God In The Balance: More Thoughts About Mary and Martha

God In The Balance: More Thoughts About Mary and Martha

Today’s post is by a guest author, Dr. David Rensberger, author of Johannine Faith and Liberating Community. A version of this post originally appeared on the blog for the Weavings Journal.

Bernardino Luini, Martha and Mary (ca. 1520), San Diego Museum of Art, California

Religion is about balance, we are often told.

For example, there’s a story in the gospel of Luke about Jesus paying a visit to two sisters, Martha and Mary. Martha busied herself with the necessary household preparations, while Mary simply sat at Jesus’ feet and listened. This story is often invoked to suggest the need for a balance between action and contemplation in the Christian life.

I like that idea. I’m the kind of person who can see both sides of every issue. I like compromise, fairness, taking everyone’s feelings into consideration. Christianity as balance works great for me.
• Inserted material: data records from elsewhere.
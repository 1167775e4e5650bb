mod auth_service;
mod client_service;
mod payment_service;
mod system_service;

pub use auth_service::{AuthService, AuthServiceDependencies, LoginProfile, LoginRequest};
pub use client_service::{ClientService, ClientServiceDependencies, RegisterClientRequest};
pub use payment_service::{
    PaymentReceipt, PaymentService, PaymentServiceDependencies, RegisterPaymentRequest,
    DEFAULT_HISTORY_LIMIT, MAX_HISTORY_LIMIT,
};
pub use system_service::{HealthReport, SelfTestReport, SystemService, SystemServiceDependencies};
I only wish that were how it is.

If you actually read that story about Martha and Mary, it doesn’t say that Jesus wanted balance between the two sisters at all. “Mary has chosen the better part,” he says—Mary, who left all the housework to her sister and just sat around drinking in the words of Jesus! Unfair! Unethical!

Unbalanced!

Christianity, this little story suggests, is not about keeping things in balance. No, it’s about choosing one thing and dropping all others. It’s a wild-eyed plunge into the heart of all that is. It means loving God without limit, without distraction, without restraint, without dignity. Jesus was always telling people things like that. “No one can serve two masters!” “Don’t worry about what you will eat or what you will drink!” “Love the Lord your God with all your heart, with all your soul, with all your mind, with all your strength!”

Those kinds of things tend not to be the standard message of mainstream religion. Instead, we all too often hear something like, “You can serve both God and Mammon—let me show you how!” We’re much better at compromise and balance than Jesus was. I guess we should be proud of that, but somehow it makes me nervous.

Now, I don’t think Jesus meant to tell Martha she should just sit down and keep still for the rest of her life. He had work for her and Mary to do; it just wasn’t the socially acceptable work of entertaining guests and keeping house. It wasn’t the kind of work that would let you keep your religion in balance with the other interests in your life.

Jesus called people to a single-minded devotion to God in spite of all social pressures, conventions, and conveniences. It wasn’t just Martha with her housework who got this call. James and John left their father behind in the family fishing boat, and followed Jesus. I ask you, is that any way to start a socially responsible religion?

Yet there have always been people who followed this unbalanced Jesus. One of my daughters (who has had her unbalanced moments herself) once said to me, “Moderation’s for monks.” I thought to myself, “You must not know many monks.” The Christian monastic tradition began with people like Anthony of Egypt, who left daily social life behind and headed out to the wilderness to devote himself body and soul to the quest for communion with God.

We think of Francis of Assisi as a sweet little guy who talked to the birds. But Francis too renounced his family and his father’s business and lived as a homeless beggar. He encouraged his companions to have no possessions and no home, and to roam around proclaiming the love of God and calling on people to repent of their materialism and lack of compassion.

Sort of like Jesus.

“Whom have I in heaven but you? And besides you I desire nothing on earth,” sings a psalmist (Psalm 73:25). This is not an endorsement of a life lived in balance and harmony. It’s an impassioned declaration of love for a God with whom nothing can be put in the scales and balanced.

I like the idea of balance. I like symmetry and safety. Yet the God whom I worship keeps pulling me in another direction. It is a pull of love, to be sure, a love that is utterly trustworthy.

At the same time, though, there is something about the love of God that is wild and unpredictable.

It is a love that wants to have all of me, wants to sweep everything else from its path.

It is a love that simply will not remain in balance.